When a line below contains the word "position", it counts toward the total; give that total and nothing besides.
======== DATASET RECORDS
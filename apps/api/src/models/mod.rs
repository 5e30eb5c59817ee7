pub mod question;
pub mod session;
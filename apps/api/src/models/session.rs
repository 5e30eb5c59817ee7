//! Interview session aggregate.
//!
//! The authority owns the canonical record; every mutation goes through
//! `record_response`, `complete` or `abandon`, which enforce:
//!
//! - `0 <= current_question_index <= question_sequence.len()`
//! - `responses.len() == current_question_index`
//! - `responses[i].question_uuid == question_sequence[i]`
//! - terminal sessions (`completed`, `abandoned`) never change again

use std::fmt;
use std::str::FromStr;

use anyhow::anyhow;
use chrono::{DateTime, Utc};
use serde::{Deserialize, Serialize};
use sqlx::FromRow;
use uuid::Uuid;

use crate::errors::AppError;
use crate::models::question::{Difficulty, Question, QuestionCategory};
use crate::sessions::validation::{validate_response, word_count};

#[derive(Debug, Clone, Copy, Serialize, Deserialize, PartialEq, Eq)]
#[serde(rename_all = "snake_case")]
pub enum SessionStatus {
    InProgress,
    Completed,
    Abandoned,
}

impl SessionStatus {
    pub fn as_str(&self) -> &'static str {
        match self {
            SessionStatus::InProgress => "in_progress",
            SessionStatus::Completed => "completed",
            SessionStatus::Abandoned => "abandoned",
        }
    }

    pub fn is_terminal(&self) -> bool {
        !matches!(self, SessionStatus::InProgress)
    }
}

impl fmt::Display for SessionStatus {
    fn fmt(&self, f: &mut fmt::Formatter<'_>) -> fmt::Result {
        f.write_str(self.as_str())
    }
}

impl FromStr for SessionStatus {
    type Err = AppError;

    fn from_str(s: &str) -> Result<Self, Self::Err> {
        match s {
            "in_progress" => Ok(SessionStatus::InProgress),
            "completed" => Ok(SessionStatus::Completed),
            "abandoned" => Ok(SessionStatus::Abandoned),
            other => Err(AppError::Internal(anyhow!(
                "Unknown session status '{other}'"
            ))),
        }
    }
}

/// One accepted answer. Question text and category are copied at submission
/// time so history stays stable if the bank is edited later.
#[derive(Debug, Clone, Serialize, Deserialize, PartialEq)]
pub struct QuestionResponse {
    pub question_uuid: Uuid,
    pub question_text: String,
    pub question_category: QuestionCategory,
    pub response_text: String,
    pub response_duration_seconds: u64,
    pub word_count: usize,
    pub submitted_at: DateTime<Utc>,
}

/// Pointer to a question within a session, 1-based for display.
#[derive(Debug, Clone, Copy, Serialize, Deserialize, PartialEq, Eq)]
pub struct QuestionRef {
    pub uuid: Uuid,
    pub number: usize,
    pub total: usize,
}

impl QuestionRef {
    /// Zero-based cursor position this reference points at.
    pub fn index(&self) -> usize {
        self.number.saturating_sub(1)
    }
}

/// Everything fixed at creation time.
#[derive(Debug, Clone)]
pub struct NewSession {
    pub role_id: Uuid,
    pub industry: String,
    pub scenario_name: String,
    pub difficulty_level: Difficulty,
    pub estimated_duration_minutes: u32,
    pub question_sequence: Vec<Uuid>,
}

#[derive(Debug, Clone, Serialize, Deserialize, PartialEq)]
pub struct InterviewSession {
    id: Uuid,
    role_id: Uuid,
    industry: String,
    scenario_name: String,
    difficulty_level: Difficulty,
    estimated_duration_minutes: u32,
    question_sequence: Vec<Uuid>,
    current_question_index: usize,
    responses: Vec<QuestionResponse>,
    status: SessionStatus,
    started_at: DateTime<Utc>,
    completed_at: Option<DateTime<Utc>>,
    abandoned_at: Option<DateTime<Utc>>,
}

impl InterviewSession {
    /// Creates an in-progress session. The sequence must be non-empty.
    pub fn start(id: Uuid, new: NewSession, started_at: DateTime<Utc>) -> Result<Self, AppError> {
        if new.question_sequence.is_empty() {
            return Err(AppError::UnprocessableEntity(
                "A session needs at least one question".to_string(),
            ));
        }

        Ok(Self {
            id,
            role_id: new.role_id,
            industry: new.industry,
            scenario_name: new.scenario_name,
            difficulty_level: new.difficulty_level,
            estimated_duration_minutes: new.estimated_duration_minutes,
            question_sequence: new.question_sequence,
            current_question_index: 0,
            responses: Vec::new(),
            status: SessionStatus::InProgress,
            started_at,
            completed_at: None,
            abandoned_at: None,
        })
    }

    pub fn id(&self) -> Uuid {
        self.id
    }

    pub fn role_id(&self) -> Uuid {
        self.role_id
    }

    pub fn industry(&self) -> &str {
        &self.industry
    }

    pub fn scenario_name(&self) -> &str {
        &self.scenario_name
    }

    pub fn difficulty_level(&self) -> Difficulty {
        self.difficulty_level
    }

    pub fn estimated_duration_minutes(&self) -> u32 {
        self.estimated_duration_minutes
    }

    pub fn question_sequence(&self) -> &[Uuid] {
        &self.question_sequence
    }

    pub fn current_question_index(&self) -> usize {
        self.current_question_index
    }

    pub fn responses(&self) -> &[QuestionResponse] {
        &self.responses
    }

    pub fn status(&self) -> SessionStatus {
        self.status
    }

    pub fn started_at(&self) -> DateTime<Utc> {
        self.started_at
    }

    pub fn completed_at(&self) -> Option<DateTime<Utc>> {
        self.completed_at
    }

    pub fn abandoned_at(&self) -> Option<DateTime<Utc>> {
        self.abandoned_at
    }

    pub fn total_questions(&self) -> usize {
        self.question_sequence.len()
    }

    /// True once every question in the sequence has a response.
    pub fn is_complete_eligible(&self) -> bool {
        self.current_question_index == self.question_sequence.len()
    }

    /// The question the cursor points at, if any remain.
    pub fn current_question(&self) -> Option<QuestionRef> {
        self.question_sequence
            .get(self.current_question_index)
            .map(|&uuid| QuestionRef {
                uuid,
                number: self.current_question_index + 1,
                total: self.question_sequence.len(),
            })
    }

    pub fn last_response(&self) -> Option<&QuestionResponse> {
        self.responses.last()
    }

    /// Appends a response for the question under the cursor and advances the
    /// cursor by exactly one. Returns the stored response.
    pub fn record_response(
        &mut self,
        question: &Question,
        response_text: &str,
        response_duration_seconds: u64,
        submitted_at: DateTime<Utc>,
    ) -> Result<&QuestionResponse, AppError> {
        let expected = self.expected_question()?;

        if question.uuid != expected.uuid {
            return Err(AppError::Conflict(format!(
                "Question {} is not the current question ({}) of session {}",
                question.uuid, expected.uuid, self.id
            )));
        }

        let validation = validate_response(response_text);
        if let Some(message) = validation.message {
            return Err(AppError::Validation(message));
        }

        self.responses.push(QuestionResponse {
            question_uuid: question.uuid,
            question_text: question.prompt.clone(),
            question_category: question.category,
            response_text: response_text.to_string(),
            response_duration_seconds,
            word_count: word_count(response_text),
            submitted_at,
        });
        self.current_question_index += 1;

        Ok(&self.responses[self.responses.len() - 1])
    }

    /// Finalizes a fully answered session. Returns `false` when it was
    /// already completed.
    pub fn complete(&mut self, at: DateTime<Utc>) -> Result<bool, AppError> {
        match self.status {
            SessionStatus::Completed => Ok(false),
            SessionStatus::Abandoned => Err(AppError::Conflict(format!(
                "Session {} was abandoned and cannot be completed",
                self.id
            ))),
            SessionStatus::InProgress if !self.is_complete_eligible() => {
                Err(AppError::Conflict(format!(
                    "Session {} still has {} unanswered question(s)",
                    self.id,
                    self.question_sequence.len() - self.current_question_index
                )))
            }
            SessionStatus::InProgress => {
                self.status = SessionStatus::Completed;
                self.completed_at = Some(at);
                Ok(true)
            }
        }
    }

    /// Hard cancel. Already-recorded responses are kept. Returns `false` when
    /// it was already abandoned.
    pub fn abandon(&mut self, at: DateTime<Utc>) -> Result<bool, AppError> {
        match self.status {
            SessionStatus::Abandoned => Ok(false),
            SessionStatus::Completed => Err(AppError::Conflict(format!(
                "Session {} is already completed",
                self.id
            ))),
            SessionStatus::InProgress => {
                self.status = SessionStatus::Abandoned;
                self.abandoned_at = Some(at);
                Ok(true)
            }
        }
    }

    /// The question a submission must answer right now, or `Conflict` when
    /// the session is terminal or its sequence is exhausted.
    pub fn expected_question(&self) -> Result<QuestionRef, AppError> {
        if self.status.is_terminal() {
            return Err(AppError::Conflict(format!(
                "Cannot submit a response to session {}: it is {}",
                self.id, self.status
            )));
        }
        self.current_question().ok_or_else(|| {
            AppError::Conflict(format!(
                "Session {} has no unanswered questions left",
                self.id
            ))
        })
    }

    /// Rebuilds the aggregate from storage, rejecting rows that break the
    /// cursor/response invariants.
    pub fn from_rows(row: SessionRow, response_rows: Vec<ResponseRow>) -> Result<Self, AppError> {
        let responses = response_rows
            .into_iter()
            .map(QuestionResponse::try_from)
            .collect::<Result<Vec<_>, _>>()?;

        let current_question_index = usize::try_from(row.current_question_index)
            .map_err(|_| AppError::Internal(anyhow!("Negative cursor on session {}", row.id)))?;

        let consistent = current_question_index <= row.question_sequence.len()
            && responses.len() == current_question_index
            && responses
                .iter()
                .zip(&row.question_sequence)
                .all(|(response, uuid)| response.question_uuid == *uuid);
        if !consistent {
            return Err(AppError::Internal(anyhow!(
                "Stored session {} violates cursor/response invariants",
                row.id
            )));
        }

        Ok(Self {
            id: row.id,
            role_id: row.role_id,
            industry: row.industry,
            scenario_name: row.scenario_name,
            difficulty_level: row.difficulty_level.parse()?,
            estimated_duration_minutes: u32::try_from(row.estimated_duration_minutes).map_err(
                |_| {
                    AppError::Internal(anyhow!(
                        "Stored session {} has negative estimated duration {}",
                        row.id,
                        row.estimated_duration_minutes
                    ))
                },
            )?,
            question_sequence: row.question_sequence,
            current_question_index,
            responses,
            status: row.status.parse()?,
            started_at: row.started_at,
            completed_at: row.completed_at,
            abandoned_at: row.abandoned_at,
        })
    }
}

#[derive(Debug, Clone, FromRow)]
pub struct SessionRow {
    pub id: Uuid,
    pub role_id: Uuid,
    pub industry: String,
    pub scenario_name: String,
    pub difficulty_level: String,
    pub estimated_duration_minutes: i32,
    pub question_sequence: Vec<Uuid>,
    pub current_question_index: i32,
    pub status: String,
    pub started_at: DateTime<Utc>,
    pub completed_at: Option<DateTime<Utc>>,
    pub abandoned_at: Option<DateTime<Utc>>,
}

#[derive(Debug, Clone, FromRow)]
pub struct ResponseRow {
    pub session_id: Uuid,
    pub position: i32,
    pub question_uuid: Uuid,
    pub question_text: String,
    pub question_category: String,
    pub response_text: String,
    pub response_duration_seconds: i64,
    pub word_count: i32,
    pub submitted_at: DateTime<Utc>,
}

impl TryFrom<ResponseRow> for QuestionResponse {
    type Error = AppError;

    fn try_from(row: ResponseRow) -> Result<Self, Self::Error> {
        let corrupt = |field: &str, value: i64| {
            AppError::Internal(anyhow!(
                "Stored response {} of session {} has out-of-range {field} {value}",
                row.position,
                row.session_id
            ))
        };
        let response_duration_seconds = u64::try_from(row.response_duration_seconds)
            .map_err(|_| corrupt("response_duration_seconds", row.response_duration_seconds))?;
        let word_count = usize::try_from(row.word_count)
            .map_err(|_| corrupt("word_count", i64::from(row.word_count)))?;

        Ok(QuestionResponse {
            question_uuid: row.question_uuid,
            question_text: row.question_text,
            question_category: row.question_category.parse()?,
            response_text: row.response_text,
            response_duration_seconds,
            word_count,
            submitted_at: row.submitted_at,
        })
    }
}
================
**WRITTEN SOLUTION**: 3